---------- INPUT MATERIAL

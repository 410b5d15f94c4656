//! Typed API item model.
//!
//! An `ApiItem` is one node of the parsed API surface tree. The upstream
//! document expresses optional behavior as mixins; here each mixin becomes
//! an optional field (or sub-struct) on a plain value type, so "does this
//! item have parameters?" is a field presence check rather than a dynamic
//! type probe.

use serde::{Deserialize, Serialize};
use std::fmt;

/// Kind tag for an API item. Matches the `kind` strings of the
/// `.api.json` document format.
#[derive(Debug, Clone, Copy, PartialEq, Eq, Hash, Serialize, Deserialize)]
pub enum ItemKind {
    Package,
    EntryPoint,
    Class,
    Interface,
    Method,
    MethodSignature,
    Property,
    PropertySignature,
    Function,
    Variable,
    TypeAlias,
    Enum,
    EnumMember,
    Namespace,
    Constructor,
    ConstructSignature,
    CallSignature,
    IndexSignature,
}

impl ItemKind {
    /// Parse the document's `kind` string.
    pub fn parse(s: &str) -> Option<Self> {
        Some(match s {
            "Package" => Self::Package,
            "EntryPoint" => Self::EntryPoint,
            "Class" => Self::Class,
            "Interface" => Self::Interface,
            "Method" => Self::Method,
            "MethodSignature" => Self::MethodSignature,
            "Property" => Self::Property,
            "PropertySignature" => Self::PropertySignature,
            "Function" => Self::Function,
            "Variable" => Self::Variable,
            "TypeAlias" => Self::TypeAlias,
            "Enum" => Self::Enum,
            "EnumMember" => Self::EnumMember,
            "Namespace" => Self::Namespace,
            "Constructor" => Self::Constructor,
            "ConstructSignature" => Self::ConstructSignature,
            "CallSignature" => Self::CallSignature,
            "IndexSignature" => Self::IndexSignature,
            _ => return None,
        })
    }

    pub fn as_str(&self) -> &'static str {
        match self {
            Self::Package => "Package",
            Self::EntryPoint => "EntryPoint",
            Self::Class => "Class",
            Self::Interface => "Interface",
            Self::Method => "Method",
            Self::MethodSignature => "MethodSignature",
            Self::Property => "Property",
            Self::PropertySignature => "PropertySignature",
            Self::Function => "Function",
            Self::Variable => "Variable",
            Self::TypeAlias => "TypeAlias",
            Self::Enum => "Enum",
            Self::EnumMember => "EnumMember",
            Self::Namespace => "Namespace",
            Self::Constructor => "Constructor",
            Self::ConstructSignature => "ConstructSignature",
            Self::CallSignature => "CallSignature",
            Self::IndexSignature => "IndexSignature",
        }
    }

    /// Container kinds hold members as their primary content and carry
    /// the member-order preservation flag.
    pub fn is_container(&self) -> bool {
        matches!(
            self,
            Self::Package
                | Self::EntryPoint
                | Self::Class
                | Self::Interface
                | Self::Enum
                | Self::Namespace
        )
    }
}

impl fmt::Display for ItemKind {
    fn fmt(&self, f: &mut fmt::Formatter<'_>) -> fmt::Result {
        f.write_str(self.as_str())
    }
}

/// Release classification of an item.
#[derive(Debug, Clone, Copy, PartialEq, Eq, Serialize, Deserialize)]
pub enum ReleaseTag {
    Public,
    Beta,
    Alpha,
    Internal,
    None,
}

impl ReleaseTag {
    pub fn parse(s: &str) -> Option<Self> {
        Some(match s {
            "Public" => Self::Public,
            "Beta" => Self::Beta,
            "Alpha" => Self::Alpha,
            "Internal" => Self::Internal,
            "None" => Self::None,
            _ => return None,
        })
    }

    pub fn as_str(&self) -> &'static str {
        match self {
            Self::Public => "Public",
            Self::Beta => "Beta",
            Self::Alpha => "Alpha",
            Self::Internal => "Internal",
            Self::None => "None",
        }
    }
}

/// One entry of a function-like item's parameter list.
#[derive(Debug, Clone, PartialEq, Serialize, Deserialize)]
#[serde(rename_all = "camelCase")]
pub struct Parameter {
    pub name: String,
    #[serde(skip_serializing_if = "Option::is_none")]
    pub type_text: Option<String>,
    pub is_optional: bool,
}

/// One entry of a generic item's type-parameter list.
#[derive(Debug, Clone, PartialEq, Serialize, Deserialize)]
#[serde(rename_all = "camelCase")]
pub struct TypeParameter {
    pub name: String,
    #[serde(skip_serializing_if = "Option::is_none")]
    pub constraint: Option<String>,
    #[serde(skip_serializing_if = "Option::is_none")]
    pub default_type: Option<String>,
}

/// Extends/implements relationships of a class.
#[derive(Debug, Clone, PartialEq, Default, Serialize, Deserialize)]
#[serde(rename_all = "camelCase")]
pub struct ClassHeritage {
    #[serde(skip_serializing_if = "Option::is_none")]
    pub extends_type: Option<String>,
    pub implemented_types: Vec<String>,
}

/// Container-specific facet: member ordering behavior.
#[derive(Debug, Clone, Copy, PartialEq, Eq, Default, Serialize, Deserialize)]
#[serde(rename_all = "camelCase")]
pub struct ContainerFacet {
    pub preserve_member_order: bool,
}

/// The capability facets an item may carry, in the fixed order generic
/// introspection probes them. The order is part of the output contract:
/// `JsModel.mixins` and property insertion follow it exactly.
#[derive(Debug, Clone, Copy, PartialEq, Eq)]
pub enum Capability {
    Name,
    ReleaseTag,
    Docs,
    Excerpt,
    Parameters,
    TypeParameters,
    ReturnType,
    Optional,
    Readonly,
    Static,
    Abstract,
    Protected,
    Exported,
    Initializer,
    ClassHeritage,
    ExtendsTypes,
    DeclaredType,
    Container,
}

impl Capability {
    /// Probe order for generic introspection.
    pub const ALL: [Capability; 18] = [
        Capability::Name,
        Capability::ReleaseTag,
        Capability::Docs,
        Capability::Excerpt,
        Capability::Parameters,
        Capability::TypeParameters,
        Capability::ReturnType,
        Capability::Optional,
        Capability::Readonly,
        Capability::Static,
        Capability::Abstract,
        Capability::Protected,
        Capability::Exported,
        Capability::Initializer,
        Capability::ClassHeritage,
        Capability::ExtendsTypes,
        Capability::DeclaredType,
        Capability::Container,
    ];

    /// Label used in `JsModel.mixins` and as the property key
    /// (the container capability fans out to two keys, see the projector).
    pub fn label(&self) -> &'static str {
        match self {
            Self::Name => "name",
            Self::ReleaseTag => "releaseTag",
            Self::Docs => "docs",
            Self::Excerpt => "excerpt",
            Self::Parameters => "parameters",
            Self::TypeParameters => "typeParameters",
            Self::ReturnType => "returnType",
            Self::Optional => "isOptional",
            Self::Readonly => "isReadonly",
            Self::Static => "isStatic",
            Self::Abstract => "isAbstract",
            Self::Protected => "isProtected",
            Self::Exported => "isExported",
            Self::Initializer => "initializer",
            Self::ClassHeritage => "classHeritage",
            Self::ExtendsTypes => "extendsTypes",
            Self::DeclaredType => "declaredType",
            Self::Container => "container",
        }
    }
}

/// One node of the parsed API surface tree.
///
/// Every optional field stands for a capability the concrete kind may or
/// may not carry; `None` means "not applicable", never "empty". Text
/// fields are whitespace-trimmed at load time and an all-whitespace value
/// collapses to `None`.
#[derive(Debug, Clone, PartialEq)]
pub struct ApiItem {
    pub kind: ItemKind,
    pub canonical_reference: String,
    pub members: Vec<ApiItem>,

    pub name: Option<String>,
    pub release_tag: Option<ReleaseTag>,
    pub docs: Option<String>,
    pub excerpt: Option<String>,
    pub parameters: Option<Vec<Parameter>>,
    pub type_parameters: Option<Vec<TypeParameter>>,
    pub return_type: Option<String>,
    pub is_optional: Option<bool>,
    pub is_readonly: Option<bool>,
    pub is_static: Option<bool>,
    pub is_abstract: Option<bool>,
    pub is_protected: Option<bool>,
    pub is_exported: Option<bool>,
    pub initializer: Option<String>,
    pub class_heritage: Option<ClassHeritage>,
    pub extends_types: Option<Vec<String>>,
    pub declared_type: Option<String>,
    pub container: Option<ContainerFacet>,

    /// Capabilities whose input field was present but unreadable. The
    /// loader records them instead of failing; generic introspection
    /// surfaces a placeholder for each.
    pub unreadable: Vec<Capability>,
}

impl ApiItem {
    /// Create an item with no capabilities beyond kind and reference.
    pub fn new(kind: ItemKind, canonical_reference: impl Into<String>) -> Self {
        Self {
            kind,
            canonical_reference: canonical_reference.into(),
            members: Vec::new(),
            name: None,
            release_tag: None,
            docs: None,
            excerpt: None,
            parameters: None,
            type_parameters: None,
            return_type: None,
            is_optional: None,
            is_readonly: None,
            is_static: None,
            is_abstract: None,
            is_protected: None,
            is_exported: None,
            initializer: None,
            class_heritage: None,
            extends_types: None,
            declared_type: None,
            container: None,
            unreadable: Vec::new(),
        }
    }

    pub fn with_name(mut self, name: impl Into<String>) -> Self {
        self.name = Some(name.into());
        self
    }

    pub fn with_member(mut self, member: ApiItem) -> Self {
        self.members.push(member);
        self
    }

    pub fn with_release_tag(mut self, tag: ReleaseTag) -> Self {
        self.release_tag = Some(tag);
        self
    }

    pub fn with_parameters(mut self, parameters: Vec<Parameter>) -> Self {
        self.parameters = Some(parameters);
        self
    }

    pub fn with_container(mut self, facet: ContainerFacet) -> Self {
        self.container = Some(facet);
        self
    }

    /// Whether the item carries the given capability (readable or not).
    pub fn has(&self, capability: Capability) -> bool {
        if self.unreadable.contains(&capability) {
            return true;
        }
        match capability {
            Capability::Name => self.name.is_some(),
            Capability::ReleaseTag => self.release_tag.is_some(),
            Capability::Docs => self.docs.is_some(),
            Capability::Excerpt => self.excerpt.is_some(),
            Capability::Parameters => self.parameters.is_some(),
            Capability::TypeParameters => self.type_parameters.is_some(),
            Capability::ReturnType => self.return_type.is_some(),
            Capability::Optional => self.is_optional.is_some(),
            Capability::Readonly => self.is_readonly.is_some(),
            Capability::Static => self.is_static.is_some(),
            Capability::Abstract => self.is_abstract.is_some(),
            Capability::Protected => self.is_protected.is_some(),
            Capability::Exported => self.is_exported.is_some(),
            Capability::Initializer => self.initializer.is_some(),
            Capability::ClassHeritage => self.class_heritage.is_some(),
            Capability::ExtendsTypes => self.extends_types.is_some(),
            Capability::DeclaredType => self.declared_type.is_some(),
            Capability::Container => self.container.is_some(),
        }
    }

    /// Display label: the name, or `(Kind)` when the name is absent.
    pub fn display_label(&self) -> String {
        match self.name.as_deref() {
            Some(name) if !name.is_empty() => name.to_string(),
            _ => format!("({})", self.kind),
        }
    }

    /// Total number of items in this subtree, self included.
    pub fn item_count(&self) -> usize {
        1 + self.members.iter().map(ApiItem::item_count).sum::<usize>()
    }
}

--------------------

Show every line from the entries that includes the word "ApiItem".

//! An `ApiItem` is one node of the parsed API surface tree. The upstream
pub struct ApiItem {
    pub members: Vec<ApiItem>,
impl ApiItem {
    pub fn with_member(mut self, member: ApiItem) -> Self {
        1 + self.members.iter().map(ApiItem::item_count).sum::<usize>()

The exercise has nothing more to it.